# Input records
↓

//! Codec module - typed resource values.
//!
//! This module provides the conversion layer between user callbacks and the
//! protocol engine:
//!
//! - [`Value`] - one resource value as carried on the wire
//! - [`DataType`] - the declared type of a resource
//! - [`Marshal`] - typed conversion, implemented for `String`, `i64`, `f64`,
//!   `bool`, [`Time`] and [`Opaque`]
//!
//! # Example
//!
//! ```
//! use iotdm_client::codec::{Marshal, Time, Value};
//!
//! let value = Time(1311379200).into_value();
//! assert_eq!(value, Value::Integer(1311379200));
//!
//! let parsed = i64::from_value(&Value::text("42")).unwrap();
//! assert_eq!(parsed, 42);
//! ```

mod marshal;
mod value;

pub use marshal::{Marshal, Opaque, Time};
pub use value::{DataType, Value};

↑
↓

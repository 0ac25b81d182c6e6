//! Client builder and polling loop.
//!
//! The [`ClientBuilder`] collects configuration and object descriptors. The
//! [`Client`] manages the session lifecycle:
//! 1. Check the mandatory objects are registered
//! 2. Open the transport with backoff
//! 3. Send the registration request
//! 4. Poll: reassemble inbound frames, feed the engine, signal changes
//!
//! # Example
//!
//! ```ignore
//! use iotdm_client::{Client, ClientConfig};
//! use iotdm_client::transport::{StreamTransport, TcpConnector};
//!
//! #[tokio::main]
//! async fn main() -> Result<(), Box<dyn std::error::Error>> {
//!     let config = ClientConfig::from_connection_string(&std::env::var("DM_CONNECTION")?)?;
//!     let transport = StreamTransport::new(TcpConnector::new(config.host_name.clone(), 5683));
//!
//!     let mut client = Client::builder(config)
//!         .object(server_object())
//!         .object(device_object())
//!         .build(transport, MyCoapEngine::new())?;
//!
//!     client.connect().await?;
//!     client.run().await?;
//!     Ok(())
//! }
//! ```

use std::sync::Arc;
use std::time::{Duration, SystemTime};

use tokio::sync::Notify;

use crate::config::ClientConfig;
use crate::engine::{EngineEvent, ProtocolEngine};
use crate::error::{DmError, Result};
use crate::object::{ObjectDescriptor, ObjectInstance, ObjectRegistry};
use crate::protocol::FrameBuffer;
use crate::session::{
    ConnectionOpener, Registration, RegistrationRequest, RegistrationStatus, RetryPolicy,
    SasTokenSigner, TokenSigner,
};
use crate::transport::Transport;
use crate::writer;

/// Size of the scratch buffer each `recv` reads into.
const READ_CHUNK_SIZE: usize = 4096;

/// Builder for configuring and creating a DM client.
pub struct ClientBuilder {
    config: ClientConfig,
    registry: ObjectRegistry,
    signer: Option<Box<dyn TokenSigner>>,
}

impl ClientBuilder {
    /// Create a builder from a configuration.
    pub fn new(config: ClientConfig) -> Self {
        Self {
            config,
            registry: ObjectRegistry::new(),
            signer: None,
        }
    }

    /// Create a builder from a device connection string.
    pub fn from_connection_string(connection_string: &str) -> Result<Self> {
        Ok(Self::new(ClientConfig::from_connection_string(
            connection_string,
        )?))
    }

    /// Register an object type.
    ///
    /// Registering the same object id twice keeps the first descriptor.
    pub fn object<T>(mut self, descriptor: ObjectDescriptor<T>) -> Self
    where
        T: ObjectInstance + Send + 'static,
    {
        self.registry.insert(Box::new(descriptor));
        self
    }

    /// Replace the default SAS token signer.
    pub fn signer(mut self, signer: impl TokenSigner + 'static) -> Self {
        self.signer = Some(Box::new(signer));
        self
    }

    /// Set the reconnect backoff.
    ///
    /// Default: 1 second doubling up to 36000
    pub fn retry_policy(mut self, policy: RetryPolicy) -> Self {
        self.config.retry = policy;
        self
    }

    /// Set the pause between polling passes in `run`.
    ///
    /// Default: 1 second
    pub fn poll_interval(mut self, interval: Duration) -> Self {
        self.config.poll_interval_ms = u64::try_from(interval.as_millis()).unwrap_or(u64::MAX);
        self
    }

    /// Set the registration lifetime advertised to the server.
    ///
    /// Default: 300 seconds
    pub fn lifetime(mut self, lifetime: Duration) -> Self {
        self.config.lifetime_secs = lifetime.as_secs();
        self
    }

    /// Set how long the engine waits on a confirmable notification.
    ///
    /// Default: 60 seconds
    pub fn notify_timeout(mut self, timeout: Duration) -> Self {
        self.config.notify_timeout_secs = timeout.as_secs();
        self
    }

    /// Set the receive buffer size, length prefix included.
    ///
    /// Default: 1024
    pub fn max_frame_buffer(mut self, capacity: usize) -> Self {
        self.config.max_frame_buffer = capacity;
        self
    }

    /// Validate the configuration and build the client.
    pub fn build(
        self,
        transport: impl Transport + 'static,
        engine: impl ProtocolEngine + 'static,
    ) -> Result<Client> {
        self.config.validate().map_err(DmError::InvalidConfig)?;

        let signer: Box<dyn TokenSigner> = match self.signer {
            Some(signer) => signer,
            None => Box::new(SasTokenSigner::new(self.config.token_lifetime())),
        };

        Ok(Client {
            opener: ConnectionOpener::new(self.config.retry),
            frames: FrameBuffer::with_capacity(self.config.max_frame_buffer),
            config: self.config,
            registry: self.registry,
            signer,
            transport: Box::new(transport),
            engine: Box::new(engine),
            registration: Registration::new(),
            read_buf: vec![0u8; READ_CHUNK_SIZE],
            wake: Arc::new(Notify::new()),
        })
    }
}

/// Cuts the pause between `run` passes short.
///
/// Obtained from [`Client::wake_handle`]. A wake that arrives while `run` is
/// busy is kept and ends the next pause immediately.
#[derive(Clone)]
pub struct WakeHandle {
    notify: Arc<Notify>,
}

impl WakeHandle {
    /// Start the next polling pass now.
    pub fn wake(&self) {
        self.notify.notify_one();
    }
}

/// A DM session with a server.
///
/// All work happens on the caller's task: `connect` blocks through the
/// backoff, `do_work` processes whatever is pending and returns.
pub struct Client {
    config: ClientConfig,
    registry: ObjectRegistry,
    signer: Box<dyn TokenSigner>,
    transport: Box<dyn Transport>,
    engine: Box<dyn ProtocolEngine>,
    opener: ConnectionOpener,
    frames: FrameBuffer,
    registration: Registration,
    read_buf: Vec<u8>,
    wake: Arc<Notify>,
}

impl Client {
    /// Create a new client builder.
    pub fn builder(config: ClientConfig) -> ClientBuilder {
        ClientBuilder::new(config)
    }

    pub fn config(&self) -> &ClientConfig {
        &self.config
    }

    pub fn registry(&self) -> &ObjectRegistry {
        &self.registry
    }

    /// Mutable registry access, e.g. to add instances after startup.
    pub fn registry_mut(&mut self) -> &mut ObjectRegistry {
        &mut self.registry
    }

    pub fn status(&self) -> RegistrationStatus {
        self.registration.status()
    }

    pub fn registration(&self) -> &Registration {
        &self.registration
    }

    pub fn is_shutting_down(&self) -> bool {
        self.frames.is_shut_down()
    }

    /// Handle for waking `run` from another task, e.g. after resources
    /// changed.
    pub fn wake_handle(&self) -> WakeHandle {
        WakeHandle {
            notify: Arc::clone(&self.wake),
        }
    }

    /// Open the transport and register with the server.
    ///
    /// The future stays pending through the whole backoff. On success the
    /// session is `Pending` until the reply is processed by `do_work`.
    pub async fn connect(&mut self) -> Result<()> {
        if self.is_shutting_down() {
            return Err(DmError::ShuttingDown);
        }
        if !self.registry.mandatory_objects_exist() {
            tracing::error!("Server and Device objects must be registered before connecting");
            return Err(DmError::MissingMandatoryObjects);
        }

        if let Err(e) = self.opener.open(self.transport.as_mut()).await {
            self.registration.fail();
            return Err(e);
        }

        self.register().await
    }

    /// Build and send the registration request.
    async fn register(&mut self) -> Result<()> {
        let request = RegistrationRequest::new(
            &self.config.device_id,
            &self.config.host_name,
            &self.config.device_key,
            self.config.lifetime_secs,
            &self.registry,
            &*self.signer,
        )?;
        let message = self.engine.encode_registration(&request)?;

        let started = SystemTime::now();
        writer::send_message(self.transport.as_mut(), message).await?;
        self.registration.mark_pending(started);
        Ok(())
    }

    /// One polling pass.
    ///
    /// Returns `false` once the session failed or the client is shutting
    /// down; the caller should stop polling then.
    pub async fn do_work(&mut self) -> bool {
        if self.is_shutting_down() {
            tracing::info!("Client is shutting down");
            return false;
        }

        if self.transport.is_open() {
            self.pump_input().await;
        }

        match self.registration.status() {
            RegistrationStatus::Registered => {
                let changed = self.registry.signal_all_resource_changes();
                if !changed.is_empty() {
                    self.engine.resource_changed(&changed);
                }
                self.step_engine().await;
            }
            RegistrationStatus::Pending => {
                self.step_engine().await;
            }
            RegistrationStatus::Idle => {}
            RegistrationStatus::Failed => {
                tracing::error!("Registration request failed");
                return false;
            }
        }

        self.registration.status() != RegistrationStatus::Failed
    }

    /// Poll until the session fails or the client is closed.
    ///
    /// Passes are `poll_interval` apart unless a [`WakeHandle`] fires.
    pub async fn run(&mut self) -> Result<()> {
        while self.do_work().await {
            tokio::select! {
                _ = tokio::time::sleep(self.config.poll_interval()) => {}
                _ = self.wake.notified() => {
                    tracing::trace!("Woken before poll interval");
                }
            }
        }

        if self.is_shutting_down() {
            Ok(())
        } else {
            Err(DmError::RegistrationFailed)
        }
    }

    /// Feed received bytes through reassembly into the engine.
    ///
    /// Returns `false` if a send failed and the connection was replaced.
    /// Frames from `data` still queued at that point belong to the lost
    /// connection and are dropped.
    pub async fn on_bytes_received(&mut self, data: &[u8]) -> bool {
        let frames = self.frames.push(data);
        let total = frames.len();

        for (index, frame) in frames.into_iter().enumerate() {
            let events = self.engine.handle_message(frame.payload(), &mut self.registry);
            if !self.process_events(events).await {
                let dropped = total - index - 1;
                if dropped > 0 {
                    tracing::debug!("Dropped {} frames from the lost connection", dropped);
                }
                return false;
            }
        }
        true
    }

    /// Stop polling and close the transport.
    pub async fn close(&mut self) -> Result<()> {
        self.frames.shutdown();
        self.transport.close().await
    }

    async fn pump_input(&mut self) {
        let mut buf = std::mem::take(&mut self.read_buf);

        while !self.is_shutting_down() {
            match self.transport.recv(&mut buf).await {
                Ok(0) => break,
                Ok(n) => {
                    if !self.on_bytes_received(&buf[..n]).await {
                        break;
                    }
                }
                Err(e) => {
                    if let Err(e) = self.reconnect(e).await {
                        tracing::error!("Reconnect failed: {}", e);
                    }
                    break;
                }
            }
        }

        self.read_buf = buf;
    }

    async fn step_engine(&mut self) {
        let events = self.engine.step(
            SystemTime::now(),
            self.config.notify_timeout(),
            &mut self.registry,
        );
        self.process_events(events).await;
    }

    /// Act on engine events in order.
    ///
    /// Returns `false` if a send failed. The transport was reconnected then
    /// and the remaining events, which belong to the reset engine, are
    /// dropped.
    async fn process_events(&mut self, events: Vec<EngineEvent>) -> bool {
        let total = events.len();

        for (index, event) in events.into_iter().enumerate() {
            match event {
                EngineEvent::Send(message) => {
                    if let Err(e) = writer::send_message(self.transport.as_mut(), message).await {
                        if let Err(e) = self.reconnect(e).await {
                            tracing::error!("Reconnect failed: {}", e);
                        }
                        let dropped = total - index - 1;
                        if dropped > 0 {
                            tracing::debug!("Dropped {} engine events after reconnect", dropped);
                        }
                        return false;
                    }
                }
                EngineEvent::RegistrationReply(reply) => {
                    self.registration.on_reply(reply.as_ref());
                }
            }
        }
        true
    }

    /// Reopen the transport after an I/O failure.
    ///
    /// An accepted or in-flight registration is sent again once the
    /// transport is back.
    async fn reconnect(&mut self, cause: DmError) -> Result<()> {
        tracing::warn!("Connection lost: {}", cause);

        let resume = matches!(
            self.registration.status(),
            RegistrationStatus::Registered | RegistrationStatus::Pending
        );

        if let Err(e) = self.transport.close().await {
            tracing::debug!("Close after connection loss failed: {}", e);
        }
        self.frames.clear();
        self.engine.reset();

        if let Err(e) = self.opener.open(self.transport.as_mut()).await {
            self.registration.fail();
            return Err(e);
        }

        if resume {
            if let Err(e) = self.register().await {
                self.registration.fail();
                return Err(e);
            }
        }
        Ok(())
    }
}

↑

From the data above, copy each line with the string "task" in it.

# Solution
/// All work happens on the caller's task: `connect` blocks through the
    /// Handle for waking `run` from another task, e.g. after resources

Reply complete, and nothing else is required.